» **YOUR OBJECTIVE**
Read the records beneath this task and copy every line that contains the string "text".

==============================

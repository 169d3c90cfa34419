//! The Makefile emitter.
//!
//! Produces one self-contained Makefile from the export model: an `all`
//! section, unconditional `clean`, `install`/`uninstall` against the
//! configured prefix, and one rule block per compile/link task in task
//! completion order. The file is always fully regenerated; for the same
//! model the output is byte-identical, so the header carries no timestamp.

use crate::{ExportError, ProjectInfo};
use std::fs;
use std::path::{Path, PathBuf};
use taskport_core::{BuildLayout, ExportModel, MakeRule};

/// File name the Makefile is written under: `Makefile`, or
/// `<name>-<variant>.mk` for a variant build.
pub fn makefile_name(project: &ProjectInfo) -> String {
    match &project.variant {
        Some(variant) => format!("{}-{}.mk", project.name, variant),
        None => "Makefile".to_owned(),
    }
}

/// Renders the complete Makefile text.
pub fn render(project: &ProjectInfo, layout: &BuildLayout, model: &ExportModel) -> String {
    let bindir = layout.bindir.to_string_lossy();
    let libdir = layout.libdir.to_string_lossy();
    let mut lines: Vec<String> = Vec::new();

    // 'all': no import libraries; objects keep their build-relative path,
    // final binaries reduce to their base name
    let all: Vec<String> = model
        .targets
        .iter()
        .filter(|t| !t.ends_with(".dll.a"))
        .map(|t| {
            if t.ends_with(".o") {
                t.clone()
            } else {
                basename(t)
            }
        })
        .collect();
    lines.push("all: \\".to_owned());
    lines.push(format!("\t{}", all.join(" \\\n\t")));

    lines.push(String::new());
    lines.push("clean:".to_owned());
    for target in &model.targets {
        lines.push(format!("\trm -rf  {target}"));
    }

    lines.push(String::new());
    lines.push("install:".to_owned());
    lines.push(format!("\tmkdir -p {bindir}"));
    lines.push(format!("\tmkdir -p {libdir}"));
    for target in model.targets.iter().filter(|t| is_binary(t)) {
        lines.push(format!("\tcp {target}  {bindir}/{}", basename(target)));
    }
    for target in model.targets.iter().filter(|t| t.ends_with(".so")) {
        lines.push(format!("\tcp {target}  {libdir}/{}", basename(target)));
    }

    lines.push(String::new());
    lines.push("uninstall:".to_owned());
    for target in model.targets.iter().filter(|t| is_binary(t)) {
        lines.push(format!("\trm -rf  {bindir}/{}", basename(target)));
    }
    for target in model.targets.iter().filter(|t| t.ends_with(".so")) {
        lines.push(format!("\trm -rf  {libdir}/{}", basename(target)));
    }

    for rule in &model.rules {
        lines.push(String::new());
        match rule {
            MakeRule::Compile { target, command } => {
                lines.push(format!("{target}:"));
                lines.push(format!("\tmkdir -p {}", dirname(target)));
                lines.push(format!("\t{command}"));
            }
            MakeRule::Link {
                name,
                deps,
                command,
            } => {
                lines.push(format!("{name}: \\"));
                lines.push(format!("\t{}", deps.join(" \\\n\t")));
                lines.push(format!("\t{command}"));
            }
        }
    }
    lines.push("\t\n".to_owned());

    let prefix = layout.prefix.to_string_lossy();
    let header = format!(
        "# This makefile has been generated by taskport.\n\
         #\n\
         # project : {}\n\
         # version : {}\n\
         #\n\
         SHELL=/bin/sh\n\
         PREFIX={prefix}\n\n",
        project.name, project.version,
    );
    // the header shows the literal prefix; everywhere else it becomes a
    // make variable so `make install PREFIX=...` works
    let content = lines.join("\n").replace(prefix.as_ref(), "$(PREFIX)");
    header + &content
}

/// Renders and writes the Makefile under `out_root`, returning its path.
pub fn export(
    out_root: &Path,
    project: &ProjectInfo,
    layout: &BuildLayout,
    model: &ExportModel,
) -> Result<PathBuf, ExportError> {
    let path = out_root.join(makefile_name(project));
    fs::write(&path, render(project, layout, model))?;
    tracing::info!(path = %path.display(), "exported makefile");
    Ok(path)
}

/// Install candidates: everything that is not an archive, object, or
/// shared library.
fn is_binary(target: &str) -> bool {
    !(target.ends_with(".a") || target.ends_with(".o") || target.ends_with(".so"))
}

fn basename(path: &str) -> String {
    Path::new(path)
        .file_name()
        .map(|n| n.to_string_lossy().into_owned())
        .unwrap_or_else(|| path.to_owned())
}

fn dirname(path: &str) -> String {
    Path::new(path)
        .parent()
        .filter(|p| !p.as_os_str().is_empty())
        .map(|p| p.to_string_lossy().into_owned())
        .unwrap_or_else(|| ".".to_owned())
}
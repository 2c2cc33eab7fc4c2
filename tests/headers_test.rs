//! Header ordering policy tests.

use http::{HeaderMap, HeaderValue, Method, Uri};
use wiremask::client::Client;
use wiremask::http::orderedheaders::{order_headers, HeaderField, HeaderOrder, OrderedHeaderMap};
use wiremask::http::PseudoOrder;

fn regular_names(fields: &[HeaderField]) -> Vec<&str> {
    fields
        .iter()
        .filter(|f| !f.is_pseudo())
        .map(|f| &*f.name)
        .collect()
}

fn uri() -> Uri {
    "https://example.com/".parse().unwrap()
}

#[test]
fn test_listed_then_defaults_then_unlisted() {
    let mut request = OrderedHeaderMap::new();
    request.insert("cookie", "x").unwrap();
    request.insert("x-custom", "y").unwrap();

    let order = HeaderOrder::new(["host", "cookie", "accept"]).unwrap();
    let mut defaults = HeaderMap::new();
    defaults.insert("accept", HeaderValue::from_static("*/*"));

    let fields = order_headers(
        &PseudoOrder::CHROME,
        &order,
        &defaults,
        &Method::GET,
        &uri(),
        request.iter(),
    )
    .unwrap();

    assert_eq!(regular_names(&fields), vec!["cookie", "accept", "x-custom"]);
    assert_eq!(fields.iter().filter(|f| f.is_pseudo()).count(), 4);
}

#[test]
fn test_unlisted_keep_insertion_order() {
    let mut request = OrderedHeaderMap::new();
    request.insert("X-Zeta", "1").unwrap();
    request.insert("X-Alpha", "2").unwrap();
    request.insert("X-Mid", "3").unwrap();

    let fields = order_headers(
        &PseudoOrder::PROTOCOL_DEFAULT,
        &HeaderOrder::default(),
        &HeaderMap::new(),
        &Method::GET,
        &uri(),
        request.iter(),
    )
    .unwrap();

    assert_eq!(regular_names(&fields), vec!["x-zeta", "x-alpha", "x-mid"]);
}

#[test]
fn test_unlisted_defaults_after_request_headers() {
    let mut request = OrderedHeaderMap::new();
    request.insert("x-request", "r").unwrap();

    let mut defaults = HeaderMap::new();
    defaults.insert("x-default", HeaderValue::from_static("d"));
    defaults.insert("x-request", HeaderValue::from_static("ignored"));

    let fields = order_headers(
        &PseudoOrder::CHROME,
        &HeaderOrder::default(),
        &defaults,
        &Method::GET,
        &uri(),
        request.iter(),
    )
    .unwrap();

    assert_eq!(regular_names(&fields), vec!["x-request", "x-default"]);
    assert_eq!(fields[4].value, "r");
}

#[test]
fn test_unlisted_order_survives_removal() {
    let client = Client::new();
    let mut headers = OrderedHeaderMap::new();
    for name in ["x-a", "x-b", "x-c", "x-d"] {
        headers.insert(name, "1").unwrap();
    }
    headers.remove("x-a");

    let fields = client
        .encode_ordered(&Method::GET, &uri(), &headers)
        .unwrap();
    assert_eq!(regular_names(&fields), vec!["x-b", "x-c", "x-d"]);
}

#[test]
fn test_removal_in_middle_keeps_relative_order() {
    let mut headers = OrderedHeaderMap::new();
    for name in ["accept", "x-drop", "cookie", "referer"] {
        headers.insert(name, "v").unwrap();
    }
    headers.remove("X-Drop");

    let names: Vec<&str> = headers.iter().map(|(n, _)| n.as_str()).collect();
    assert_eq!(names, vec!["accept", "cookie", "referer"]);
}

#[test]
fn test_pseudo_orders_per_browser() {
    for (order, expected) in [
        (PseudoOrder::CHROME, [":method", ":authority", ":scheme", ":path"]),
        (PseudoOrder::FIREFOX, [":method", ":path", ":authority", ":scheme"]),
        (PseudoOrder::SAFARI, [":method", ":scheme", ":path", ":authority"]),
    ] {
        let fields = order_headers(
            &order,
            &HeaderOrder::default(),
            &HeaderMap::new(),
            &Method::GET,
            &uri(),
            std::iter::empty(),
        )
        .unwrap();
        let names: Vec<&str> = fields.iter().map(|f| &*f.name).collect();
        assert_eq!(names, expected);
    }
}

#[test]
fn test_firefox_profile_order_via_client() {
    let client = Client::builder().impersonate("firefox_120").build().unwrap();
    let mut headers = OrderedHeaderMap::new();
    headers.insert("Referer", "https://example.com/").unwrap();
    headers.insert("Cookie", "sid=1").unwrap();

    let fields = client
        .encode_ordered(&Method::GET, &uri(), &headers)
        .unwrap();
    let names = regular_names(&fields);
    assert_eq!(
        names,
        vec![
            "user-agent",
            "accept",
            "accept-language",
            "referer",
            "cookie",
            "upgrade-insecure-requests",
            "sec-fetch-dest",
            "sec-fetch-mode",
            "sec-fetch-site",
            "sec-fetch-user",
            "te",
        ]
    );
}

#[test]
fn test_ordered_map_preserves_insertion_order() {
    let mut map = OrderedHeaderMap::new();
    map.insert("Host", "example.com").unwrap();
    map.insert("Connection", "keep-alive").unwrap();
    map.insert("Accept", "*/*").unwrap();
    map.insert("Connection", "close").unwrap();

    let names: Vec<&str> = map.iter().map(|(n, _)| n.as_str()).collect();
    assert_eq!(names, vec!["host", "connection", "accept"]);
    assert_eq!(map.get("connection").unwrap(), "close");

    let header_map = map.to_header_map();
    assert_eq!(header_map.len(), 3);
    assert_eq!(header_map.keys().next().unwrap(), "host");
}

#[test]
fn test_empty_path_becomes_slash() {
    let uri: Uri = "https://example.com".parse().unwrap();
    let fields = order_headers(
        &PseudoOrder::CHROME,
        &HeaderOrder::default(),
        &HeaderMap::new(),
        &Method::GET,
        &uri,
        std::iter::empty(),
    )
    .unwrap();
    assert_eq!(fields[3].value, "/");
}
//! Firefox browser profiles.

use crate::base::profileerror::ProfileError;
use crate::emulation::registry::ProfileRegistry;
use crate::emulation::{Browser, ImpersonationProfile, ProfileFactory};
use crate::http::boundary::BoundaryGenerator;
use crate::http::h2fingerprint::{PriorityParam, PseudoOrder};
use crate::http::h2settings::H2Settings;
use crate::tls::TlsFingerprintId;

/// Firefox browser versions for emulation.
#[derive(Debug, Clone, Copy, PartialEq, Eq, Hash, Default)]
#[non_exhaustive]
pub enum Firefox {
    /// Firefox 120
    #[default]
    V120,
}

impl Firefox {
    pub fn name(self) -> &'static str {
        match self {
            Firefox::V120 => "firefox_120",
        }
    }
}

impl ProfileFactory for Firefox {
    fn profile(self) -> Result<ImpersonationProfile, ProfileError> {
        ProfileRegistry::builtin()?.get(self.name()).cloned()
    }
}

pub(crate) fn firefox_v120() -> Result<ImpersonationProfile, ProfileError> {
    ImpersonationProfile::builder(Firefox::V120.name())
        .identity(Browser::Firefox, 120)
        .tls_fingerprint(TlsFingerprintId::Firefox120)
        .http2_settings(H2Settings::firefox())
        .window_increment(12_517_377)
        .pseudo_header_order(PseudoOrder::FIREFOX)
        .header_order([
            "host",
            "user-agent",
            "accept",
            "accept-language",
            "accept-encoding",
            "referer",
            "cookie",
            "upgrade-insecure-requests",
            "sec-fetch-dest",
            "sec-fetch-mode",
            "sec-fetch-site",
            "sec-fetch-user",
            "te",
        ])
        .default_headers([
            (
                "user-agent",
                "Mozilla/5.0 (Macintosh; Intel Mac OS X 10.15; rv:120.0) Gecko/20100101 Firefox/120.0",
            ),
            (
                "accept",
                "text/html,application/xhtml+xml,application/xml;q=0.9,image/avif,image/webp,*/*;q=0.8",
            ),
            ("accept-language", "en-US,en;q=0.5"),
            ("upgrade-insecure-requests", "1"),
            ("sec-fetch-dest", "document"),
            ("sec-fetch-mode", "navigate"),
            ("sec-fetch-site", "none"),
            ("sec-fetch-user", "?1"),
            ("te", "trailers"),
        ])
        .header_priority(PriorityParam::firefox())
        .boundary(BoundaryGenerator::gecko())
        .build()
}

==============================

» **WRITTEN ANSWER**
/// Renders the complete Makefile text.
                "text/html,application/xhtml+xml,application/xml;q=0.9,image/avif,image/webp,*/*;q=0.8",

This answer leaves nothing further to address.